Todo podría quedar en un debate pedagógico para las redes, sin embargo, el sindicato “Profesores de Secundaria” obtuvo más de seis mil votos (probablemente más de uno de cada tres profesionales). Puedo entender que la desesperación escolar, el malestar docente incrementado por una administración ineficiente que no cree en la educación, por las crisis pandémicas y por los desconciertos educativos de una sociedad aceleradamente cambiante, mestiza e injusta, generen rabia y contestación. Pero, ¿podemos hacer alguno de los cambios urgentes que necesita la escuela sin tener que estar pactando continuamente con el pasado?

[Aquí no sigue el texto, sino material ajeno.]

//! Domain entities per the data model: Student, CertificateSubmission,
//! CertificateOcrText, CertificateMetadata, ActivityCategory, ExtractedActivity.

use chrono::{DateTime, Utc};
use serde::{Deserialize, Serialize};

/// A registered student. Created only by explicit registration; the
/// intake path never creates one.
#[derive(Debug, Clone, Serialize, Deserialize)]
pub struct Student {
    pub id: i64,
    pub enrollment_number: String,
    pub name: String,
    pub email: Option<String>,
    pub total_approved_hours: i64,
    pub created_at: DateTime<Utc>,
    pub updated_at: DateTime<Utc>,
}

/// The spine of the pipeline: one durable record per upload.
#[derive(Debug, Clone, Serialize, Deserialize)]
pub struct CertificateSubmission {
    pub id: i64,
    pub student_id: i64,
    pub original_filename: String,
    pub object_key: String,
    pub file_checksum: String,
    pub file_size: i64,
    pub mime_type: String,
    pub status: String,
    pub error_message: Option<String>,
    pub submitted_at: DateTime<Utc>,
    pub processing_started_at: Option<DateTime<Utc>>,
    pub processing_completed_at: Option<DateTime<Utc>>,
}

/// 1:1 with a submission. Immutable once created at the end of stage 1.
#[derive(Debug, Clone, Serialize, Deserialize)]
pub struct CertificateOcrText {
    pub id: i64,
    pub submission_id: i64,
    pub raw_text: String,
    pub ocr_confidence: f64,
    pub processing_time_ms: i64,
    pub extracted_at: DateTime<Utc>,
}

/// Extraction method for a metadata record. Only `llm` exists today but
/// the field is kept open for a future heuristic extractor.
#[derive(Debug, Clone, Copy, PartialEq, Eq, Serialize, Deserialize)]
#[serde(rename_all = "snake_case")]
pub enum ExtractionMethod {
    Llm,
}

impl ExtractionMethod {
    pub fn as_str(&self) -> &'static str {
        match self {
            ExtractionMethod::Llm => "llm",
        }
    }
}

/// N:1 with submission (one per pipeline pass, more on reprocessing).
#[derive(Debug, Clone, Serialize, Deserialize)]
pub struct CertificateMetadata {
    pub id: i64,
    pub submission_id: i64,
    pub participant_name: Option<String>,
    pub event_name: Option<String>,
    pub location: Option<String>,
    pub event_date: Option<String>,
    pub original_hours: Option<String>,
    pub numeric_hours: Option<i64>,
    pub extraction_method: String,
    pub extraction_confidence: Option<f64>,
    pub processing_time_ms: i64,
    pub extracted_at: DateTime<Utc>,
}

/// The calculation rule a category uses to turn extracted data into hours.
#[derive(Debug, Clone, Copy, PartialEq, Eq, Serialize, Deserialize)]
#[serde(rename_all = "snake_case")]
pub enum CalculationType {
    FixedPerSemester,
    FixedPerActivity,
    RatioHours,
    RatioDays,
    RatioPages,
}

impl CalculationType {
    pub fn as_str(&self) -> &'static str {
        match self {
            CalculationType::FixedPerSemester => "fixed_per_semester",
            CalculationType::FixedPerActivity => "fixed_per_activity",
            CalculationType::RatioHours => "ratio_hours",
            CalculationType::RatioDays => "ratio_days",
            CalculationType::RatioPages => "ratio_pages",
        }
    }

    pub fn from_str(s: &str) -> Option<Self> {
        match s {
            "fixed_per_semester" => Some(CalculationType::FixedPerSemester),
            "fixed_per_activity" => Some(CalculationType::FixedPerActivity),
            "ratio_hours" => Some(CalculationType::RatioHours),
            "ratio_days" => Some(CalculationType::RatioDays),
            "ratio_pages" => Some(CalculationType::RatioPages),
            _ => None,
        }
    }
}

/// Policy data, pre-seeded. Invariant: all computed award values are
/// clamped at `max_total_hours` before they ever reach an activity row.
#[derive(Debug, Clone, Serialize, Deserialize)]
pub struct ActivityCategory {
    pub id: i64,
    pub name: String,
    pub description: Option<String>,
    pub calculation_type: CalculationType,
    pub hours_awarded: Option<i64>,
    pub input_unit: Option<String>,
    pub input_quantity: Option<i64>,
    pub output_hours: Option<i64>,
    pub max_total_hours: i64,
    pub created_at: DateTime<Utc>,
    pub updated_at: DateTime<Utc>,
}

impl ActivityCategory {
    /// Human-readable rendering of the calculation rule, used when
    /// listing categories and in the numbered catalog fed to the LLM.
    pub fn calc_description(&self) -> String {
        match self.calculation_type {
            CalculationType::FixedPerSemester => {
                format!("{} hours per semester", self.hours_awarded.unwrap_or(0))
            }
            CalculationType::FixedPerActivity => {
                format!("{} hours per activity", self.hours_awarded.unwrap_or(0))
            }
            CalculationType::RatioHours => format!(
                "{} awarded hour(s) per {} input hour(s)",
                self.output_hours.unwrap_or(0),
                self.input_quantity.unwrap_or(1)
            ),
            CalculationType::RatioDays => {
                format!("{} awarded hour(s) per day", self.output_hours.unwrap_or(0))
            }
            CalculationType::RatioPages => format!(
                "{} awarded hour(s) per {} page(s)",
                self.output_hours.unwrap_or(0),
                self.input_quantity.unwrap_or(1)
            ),
        }
    }
}

/// Review status of an `ExtractedActivity`.
#[derive(Debug, Clone, Copy, PartialEq, Eq, Serialize, Deserialize)]
#[serde(rename_all = "snake_case")]
pub enum ReviewStatus {
    PendingReview,
    Approved,
    Rejected,
    ManualOverride,
}

impl ReviewStatus {
    pub fn as_str(&self) -> &'static str {
        match self {
            ReviewStatus::PendingReview => "pending_review",
            ReviewStatus::Approved => "approved",
            ReviewStatus::Rejected => "rejected",
            ReviewStatus::ManualOverride => "manual_override",
        }
    }

    pub fn from_str(s: &str) -> Option<Self> {
        match s {
            "pending_review" => Some(ReviewStatus::PendingReview),
            "approved" => Some(ReviewStatus::Approved),
            "rejected" => Some(ReviewStatus::Rejected),
            "manual_override" => Some(ReviewStatus::ManualOverride),
            _ => None,
        }
    }
}

/// The reviewable record produced by the metadata stage worker.
///
/// Invariant: once `review_status = approved`, `final_category_id` and
/// `final_hours` are non-null and immutable, and `final_hours` is
/// bounded by the final category's `max_total_hours`.
#[derive(Debug, Clone, Serialize, Deserialize)]
pub struct ExtractedActivity {
    pub id: i64,
    pub submission_id: i64,
    pub metadata_id: i64,
    pub student_id: i64,
    pub enrollment_number: String,
    pub filename: String,
    pub participant_name: Option<String>,
    pub event_name: Option<String>,
    pub location: Option<String>,
    pub event_date: Option<String>,
    pub original_hours: Option<String>,
    pub numeric_hours: Option<i64>,
    pub category_id: Option<i64>,
    pub calculated_hours: Option<i64>,
    pub llm_reasoning: Option<String>,
    pub raw_text: String,
    pub review_status: String,
    pub coordinator_id: Option<String>,
    pub coordinator_comments: Option<String>,
    pub reviewed_at: Option<DateTime<Utc>>,
    pub override_category_id: Option<i64>,
    pub override_hours: Option<i64>,
    pub override_reasoning: Option<String>,
    pub final_category_id: Option<i64>,
    pub final_hours: Option<i64>,
    pub processed_at: Option<DateTime<Utc>>,
    pub created_at: DateTime<Utc>,
    pub updated_at: DateTime<Utc>,
}
//! Ingest stage worker (C8): downloads the uploaded bytes, runs OCR,
//! and publishes the OCR stage message (§4.3).

use std::sync::Arc;
use std::time::Instant;

use sr_adapters::{CONSUMER_GROUP_INGEST, TOPIC_INGEST, TOPIC_OCR};
use sr_ports::{MessageBus, MessageBusError, ObjectStore, OcrEngine, OcrTextRepository, SubmissionRepository};
use tokio_util::sync::CancellationToken;
use tracing::{error, info, instrument, warn};

#[derive(serde::Deserialize)]
struct IngestPayload {
    submission_id: i64,
    original_filename: String,
}

fn extension_of(filename: &str) -> Option<String> {
    filename.rsplit('.').next().map(|s| s.to_lowercase())
}

/// Run the ingest consumer until the subscription closes. Each message
/// is acknowledged unconditionally after processing, per §5: commits
/// cannot be deferred past DB completion in this delivery model.
pub async fn run_ingest_worker<S, OS, E, OT, B>(
    submissions: Arc<S>,
    object_store: Arc<OS>,
    ocr_engine: Arc<E>,
    ocr_text: Arc<OT>,
    message_bus: Arc<B>,
    cancel: CancellationToken,
) -> Result<(), MessageBusError>
where
    S: SubmissionRepository,
    OS: ObjectStore,
    E: OcrEngine,
    OT: OcrTextRepository,
    B: MessageBus,
{
    let mut subscription = message_bus
        .subscribe(TOPIC_INGEST, CONSUMER_GROUP_INGEST)
        .await?;

    loop {
        let msg = tokio::select! {
            msg = subscription.next() => msg,
            _ = cancel.cancelled() => {
                info!("ingest worker received shutdown signal, closing subscription");
                break;
            }
        };
        let Some(msg) = msg else { break };

        let payload: Result<IngestPayload, _> = serde_json::from_slice(msg.payload());
        match payload {
            Ok(payload) => {
                handle_message(
                    payload,
                    &submissions,
                    &object_store,
                    &ocr_engine,
                    &ocr_text,
                    &message_bus,
                )
                .await;
            }
            Err(e) => {
                warn!(error = %e, "dropping ingest message with unparseable payload");
            }
        }
        msg.ack().await;
    }

    Ok(())
}

#[instrument(skip(submissions, object_store, ocr_engine, ocr_text, message_bus), fields(submission_id = payload.submission_id))]
async fn handle_message<S, OS, E, OT, B>(
    payload: IngestPayload,
    submissions: &Arc<S>,
    object_store: &Arc<OS>,
    ocr_engine: &Arc<E>,
    ocr_text: &Arc<OT>,
    message_bus: &Arc<B>,
) where
    S: SubmissionRepository,
    OS: ObjectStore,
    E: OcrEngine,
    OT: OcrTextRepository,
    B: MessageBus,
{
    let submission_id = payload.submission_id;

    let submission = match submissions.get_by_id(submission_id).await {
        Ok(Some(s)) => s,
        Ok(None) => {
            warn!(submission_id, "ingest: submission not found, dropping message");
            return;
        }
        Err(e) => {
            error!(submission_id, error = %e, "ingest: failed to load submission");
            return;
        }
    };

    if let Err(e) = submissions
        .update_status(submission_id, "ocr_processing", None, false)
        .await
    {
        error!(submission_id, error = %e, "ingest: failed to transition to ocr_processing");
        return;
    }

    let bytes = match object_store.download(&submission.object_key).await {
        Ok(bytes) => bytes,
        Err(e) => {
            error!(submission_id, error = %e, "ingest: failed to download file from object store");
            let _ = submissions
                .update_status(
                    submission_id,
                    "failed",
                    Some(&format!("Failed to download file from S3: {}", submission.object_key)),
                    true,
                )
                .await;
            return;
        }
    };

    let extension = extension_of(&payload.original_filename).unwrap_or_default();

    let started = Instant::now();
    let ocr_result = ocr_engine.process_file(bytes, &extension).await;
    let processing_time_ms = started.elapsed().as_millis() as i64;

    let ocr_result = match ocr_result {
        Ok(result) => result,
        Err(e) => {
            error!(submission_id, error = %e, "ingest: OCR processing failed");
            let _ = submissions
                .update_status(submission_id, "failed", Some(&e.to_string()), true)
                .await;
            return;
        }
    };

    let ocr_row = match ocr_text
        .create(
            submission_id,
            &ocr_result.text,
            ocr_result.confidence,
            processing_time_ms,
        )
        .await
    {
        Ok(row) => row,
        Err(e) => {
            error!(submission_id, error = %e, "ingest: failed to persist OCR text");
            let _ = submissions
                .update_status(submission_id, "failed", Some(&e.to_string()), true)
                .await;
            return;
        }
    };

    let payload = serde_json::json!({
        "submission_id": submission_id,
        "ocr_text_id": ocr_row.id,
        "raw_text": ocr_row.raw_text,
        "ocr_confidence": ocr_row.ocr_confidence,
    });

    if let Err(e) = message_bus
        .publish(TOPIC_OCR, &submission_id.to_string(), payload)
        .await
    {
        error!(submission_id, error = %e, "ingest: failed to publish OCR stage message");
        let _ = submissions
            .update_status(submission_id, "failed", Some(&e.to_string()), true)
            .await;
        return;
    }

    info!(submission_id, "ingest stage complete");
}
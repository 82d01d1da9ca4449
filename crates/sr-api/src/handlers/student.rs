//! Student registration and lookup handlers (§C.1 of SPEC_FULL.md).

use axum::{
    extract::{Path, State},
    Json,
};
use serde::{Deserialize, Serialize};
use sr_domain::DomainError;
use sr_ports::StudentRepository;
use tracing::instrument;

use crate::handlers::{ApiError, ApiResult};
use crate::state::AppState;

#[derive(Debug, Deserialize)]
pub struct RegisterStudentRequest {
    pub enrollment_number: String,
    pub name: String,
    #[serde(default)]
    pub email: Option<String>,
}

#[derive(Debug, Deserialize)]
pub struct UpdateStudentRequest {
    #[serde(default)]
    pub name: Option<String>,
    #[serde(default)]
    pub email: Option<String>,
}

#[derive(Debug, Serialize)]
pub struct StudentResponse {
    pub id: i64,
    pub enrollment_number: String,
    pub name: String,
    pub email: Option<String>,
    pub total_approved_hours: i64,
    pub created_at: String,
    pub updated_at: String,
}

impl From<sr_domain::Student> for StudentResponse {
    fn from(s: sr_domain::Student) -> Self {
        Self {
            id: s.id,
            enrollment_number: s.enrollment_number,
            name: s.name,
            email: s.email,
            total_approved_hours: s.total_approved_hours,
            created_at: s.created_at.to_rfc3339(),
            updated_at: s.updated_at.to_rfc3339(),
        }
    }
}

/// POST /api/v1/student/register
#[instrument(skip(state, body))]
pub async fn register_student(
    State(state): State<AppState>,
    Json(body): Json<RegisterStudentRequest>,
) -> ApiResult<(axum::http::StatusCode, Json<StudentResponse>)> {
    if body.enrollment_number.trim().is_empty() || body.name.trim().is_empty() {
        return Err(ApiError::BadRequest {
            message: "enrollment_number and name are required".to_string(),
        });
    }

    if state
        .students
        .get_by_enrollment_number(&body.enrollment_number)
        .await?
        .is_some()
    {
        return Err(DomainError::StudentAlreadyExists {
            enrollment_number: body.enrollment_number,
        }
        .into());
    }

    let student = state
        .students
        .create(&body.enrollment_number, &body.name, body.email.as_deref())
        .await?;

    Ok((axum::http::StatusCode::CREATED, Json(student.into())))
}

/// GET /api/v1/student/{enrollment_number}
#[instrument(skip(state))]
pub async fn get_student(
    State(state): State<AppState>,
    Path(enrollment_number): Path<String>,
) -> ApiResult<Json<StudentResponse>> {
    let student = state
        .students
        .get_by_enrollment_number(&enrollment_number)
        .await?
        .ok_or(DomainError::StudentNotFound { enrollment_number })?;

    Ok(Json(student.into()))
}

/// PUT /api/v1/student/{enrollment_number}
#[instrument(skip(state, body))]
pub async fn update_student(
    State(state): State<AppState>,
    Path(enrollment_number): Path<String>,
    Json(body): Json<UpdateStudentRequest>,
) -> ApiResult<Json<StudentResponse>> {
    if let Some(name) = &body.name {
        if name.trim().is_empty() {
            return Err(ApiError::BadRequest {
                message: "name cannot be blank".to_string(),
            });
        }
    }

    state
        .students
        .get_by_enrollment_number(&enrollment_number)
        .await?
        .ok_or_else(|| DomainError::StudentNotFound {
            enrollment_number: enrollment_number.clone(),
        })?;

    let student = state
        .students
        .update(
            &enrollment_number,
            body.name.as_deref(),
            body.email.as_ref().map(|e| Some(e.as_str())),
        )
        .await?;

    Ok(Json(student.into()))
}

Menos mal que los mismos días de la entrevista que ha provocado este escrito leía otro sobre un instituto maravilloso: el IES Trinitat Nova. Joan Artigal, alma de la larga experiencia de transformación decía: “No se trata de una escuela abierta al barrio, sino de un equipamiento educativo comunitario en el que hay una escuela”. Estoy convencido de que el resto de profesionales que no votaron ni votarán a este sindicato construyen cada día otra escuela o, si no quieren tener problemas semánticos, otro instituto que conecta vidas con el saber.